Records from a dataset:
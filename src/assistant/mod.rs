//! Free-text conversation flow: history + catalog grounding → completion →
//! usage ledger → persisted turns.

pub mod context;

use crate::config::Config;
use crate::cost::UsageTracker;
use crate::providers::Provider;
use crate::store::{CatalogStore, ConversationStore, Role, Tenant};
use std::sync::Arc;

/// Knobs of the conversation flow, taken from `[provider]`, `[conversation]`
/// and `[catalog]`.
#[derive(Debug, Clone)]
pub struct AssistantSettings {
    pub model: String,
    pub temperature: f64,
    pub history_limit: usize,
    pub fallback_reply: String,
    pub currency_label: String,
}

impl From<&Config> for AssistantSettings {
    fn from(config: &Config) -> Self {
        Self {
            model: config.provider.model.clone(),
            temperature: config.provider.temperature,
            history_limit: config.conversation.history_limit,
            fallback_reply: config.conversation.fallback_reply.clone(),
            currency_label: config.catalog.currency_label.clone(),
        }
    }
}

impl Default for AssistantSettings {
    fn default() -> Self {
        Self::from(&Config::default())
    }
}

/// Outcome of one free-text exchange.
#[derive(Debug, Clone, PartialEq, Eq)]
pub enum Reply {
    /// The model answered and both turns were handed to the store.
    Answered(String),
    /// Something failed before an answer existed; nothing was persisted.
    Fallback(String),
}

impl Reply {
    pub fn text(&self) -> &str {
        match self {
            Self::Answered(text) | Self::Fallback(text) => text,
        }
    }

    pub fn is_fallback(&self) -> bool {
        matches!(self, Self::Fallback(_))
    }
}

pub struct Assistant {
    conversations: Arc<dyn ConversationStore>,
    catalog: Arc<dyn CatalogStore>,
    provider: Arc<dyn Provider>,
    usage: Arc<UsageTracker>,
    settings: AssistantSettings,
}

impl Assistant {
    pub fn new(
        conversations: Arc<dyn ConversationStore>,
        catalog: Arc<dyn CatalogStore>,
        provider: Arc<dyn Provider>,
        usage: Arc<UsageTracker>,
        settings: AssistantSettings,
    ) -> Self {
        Self {
            conversations,
            catalog,
            provider,
            usage,
            settings,
        }
    }

    pub fn settings(&self) -> &AssistantSettings {
        &self.settings
    }

    /// Answer `text` from `chat_id` on behalf of `tenant`.
    ///
    /// Never fails: any error before the model answers yields the configured
    /// fallback and leaves the conversation log untouched.
    pub async fn reply(&self, tenant: &Tenant, chat_id: i64, text: &str) -> Reply {
        let history = match self.conversations.recent_turns(
            chat_id,
            &tenant.identifier,
            self.settings.history_limit,
        ) {
            Ok(history) => history,
            Err(e) => {
                tracing::error!(tenant = %tenant.identifier, chat_id, "Failed to load history: {e:#}");
                return self.fallback();
            }
        };

        let products = match self.catalog.products_for_tenant(tenant.id) {
            Ok(products) => products,
            Err(e) => {
                tracing::error!(tenant = %tenant.identifier, chat_id, "Failed to load catalog: {e:#}");
                return self.fallback();
            }
        };

        let catalog_text = context::render_catalog(&products, &self.settings.currency_label);
        let system = context::system_prompt(tenant.shop_label(), &catalog_text);
        let messages = context::build_messages(system, &history, text);

        tracing::debug!(
            tenant = %tenant.identifier,
            chat_id,
            history = history.len(),
            products = products.len(),
            "Requesting completion"
        );

        let response = match self
            .provider
            .chat(&messages, &self.settings.model, self.settings.temperature)
            .await
        {
            Ok(response) => response,
            Err(e) => {
                tracing::error!(tenant = %tenant.identifier, chat_id, "Completion failed: {e:#}");
                return self.fallback();
            }
        };

        if let Some(usage) = response.usage {
            if let Err(e) = self.usage.record(&tenant.identifier, chat_id, &usage) {
                tracing::warn!(tenant = %tenant.identifier, chat_id, "Failed to record usage: {e:#}");
            }
        } else {
            tracing::debug!(tenant = %tenant.identifier, "Completion carried no usage block");
        }

        for (role, content) in [(Role::User, text), (Role::Assistant, response.text.as_str())] {
            if let Err(e) = self
                .conversations
                .append_turn(chat_id, &tenant.identifier, role, content)
            {
                tracing::error!(
                    tenant = %tenant.identifier,
                    chat_id,
                    role = role.as_str(),
                    "Failed to persist conversation turn: {e:#}"
                );
            }
        }

        Reply::Answered(response.text)
    }

    fn fallback(&self) -> Reply {
        Reply::Fallback(self.settings.fallback_reply.clone())
    }
}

## Assignment
Word for word, copy out the entries.

## Task response
filename src/assistant/mod.rs
//! Free-text conversation flow: history + catalog grounding → completion →
//! usage ledger → persisted turns.

pub mod context;

use crate::config::Config;
use crate::cost::UsageTracker;
use crate::providers::Provider;
use crate::store::{CatalogStore, ConversationStore, Role, Tenant};
use std::sync::Arc;

/// Knobs of the conversation flow, taken from `[provider]`, `[conversation]`
/// and `[catalog]`.
#[derive(Debug, Clone)]
pub struct AssistantSettings {
    pub model: String,
    pub temperature: f64,
    pub history_limit: usize,
    pub fallback_reply: String,
    pub currency_label: String,
}

impl From<&Config> for AssistantSettings {
    fn from(config: &Config) -> Self {
        Self {
            model: config.provider.model.clone(),
            temperature: config.provider.temperature,
            history_limit: config.conversation.history_limit,
            fallback_reply: config.conversation.fallback_reply.clone(),
            currency_label: config.catalog.currency_label.clone(),
        }
    }
}

impl Default for AssistantSettings {
    fn default() -> Self {
        Self::from(&Config::default())
    }
}

/// Outcome of one free-text exchange.
#[derive(Debug, Clone, PartialEq, Eq)]
pub enum Reply {
    /// The model answered and both turns were handed to the store.
    Answered(String),
    /// Something failed before an answer existed; nothing was persisted.
    Fallback(String),
}

impl Reply {
    pub fn text(&self) -> &str {
        match self {
            Self::Answered(text) | Self::Fallback(text) => text,
        }
    }

    pub fn is_fallback(&self) -> bool {
        matches!(self, Self::Fallback(_))
    }
}

pub struct Assistant {
    conversations: Arc<dyn ConversationStore>,
    catalog: Arc<dyn CatalogStore>,
    provider: Arc<dyn Provider>,
    usage: Arc<UsageTracker>,
    settings: AssistantSettings,
}

impl Assistant {
    pub fn new(
        conversations: Arc<dyn ConversationStore>,
        catalog: Arc<dyn CatalogStore>,
        provider: Arc<dyn Provider>,
        usage: Arc<UsageTracker>,
        settings: AssistantSettings,
    ) -> Self {
        Self {
            conversations,
            catalog,
            provider,
            usage,
            settings,
        }
    }

    pub fn settings(&self) -> &AssistantSettings {
        &self.settings
    }

    /// Answer `text` from `chat_id` on behalf of `tenant`.
    ///
    /// Never fails: any error before the model answers yields the configured
    /// fallback and leaves the conversation log untouched.
    pub async fn reply(&self, tenant: &Tenant, chat_id: i64, text: &str) -> Reply {
        let history = match self.conversations.recent_turns(
            chat_id,
            &tenant.identifier,
            self.settings.history_limit,
        ) {
            Ok(history) => history,
            Err(e) => {
                tracing::error!(tenant = %tenant.identifier, chat_id, "Failed to load history: {e:#}");
                return self.fallback();
            }
        };

        let products = match self.catalog.products_for_tenant(tenant.id) {
            Ok(products) => products,
            Err(e) => {
                tracing::error!(tenant = %tenant.identifier, chat_id, "Failed to load catalog: {e:#}");
                return self.fallback();
            }
        };

        let catalog_text = context::render_catalog(&products, &self.settings.currency_label);
        let system = context::system_prompt(tenant.shop_label(), &catalog_text);
        let messages = context::build_messages(system, &history, text);

        tracing::debug!(
            tenant = %tenant.identifier,
            chat_id,
            history = history.len(),
            products = products.len(),
            "Requesting completion"
        );

        let response = match self
            .provider
            .chat(&messages, &self.settings.model, self.settings.temperature)
            .await
        {
            Ok(response) => response,
            Err(e) => {
                tracing::error!(tenant = %tenant.identifier, chat_id, "Completion failed: {e:#}");
                return self.fallback();
            }
        };

        if let Some(usage) = response.usage {
            if let Err(e) = self.usage.record(&tenant.identifier, chat_id, &usage) {
                tracing::warn!(tenant = %tenant.identifier, chat_id, "Failed to record usage: {e:#}");
            }
        } else {
            tracing::debug!(tenant = %tenant.identifier, "Completion carried no usage block");
        }

        for (role, content) in [(Role::User, text), (Role::Assistant, response.text.as_str())] {
            if let Err(e) = self
                .conversations
                .append_turn(chat_id, &tenant.identifier, role, content)
            {
                tracing::error!(
                    tenant = %tenant.identifier,
                    chat_id,
                    role = role.as_str(),
                    "Failed to persist conversation turn: {e:#}"
                );
            }
        }

        Reply::Answered(response.text)
    }

    fn fallback(&self) -> Reply {
        Reply::Fallback(self.settings.fallback_reply.clone())
    }
}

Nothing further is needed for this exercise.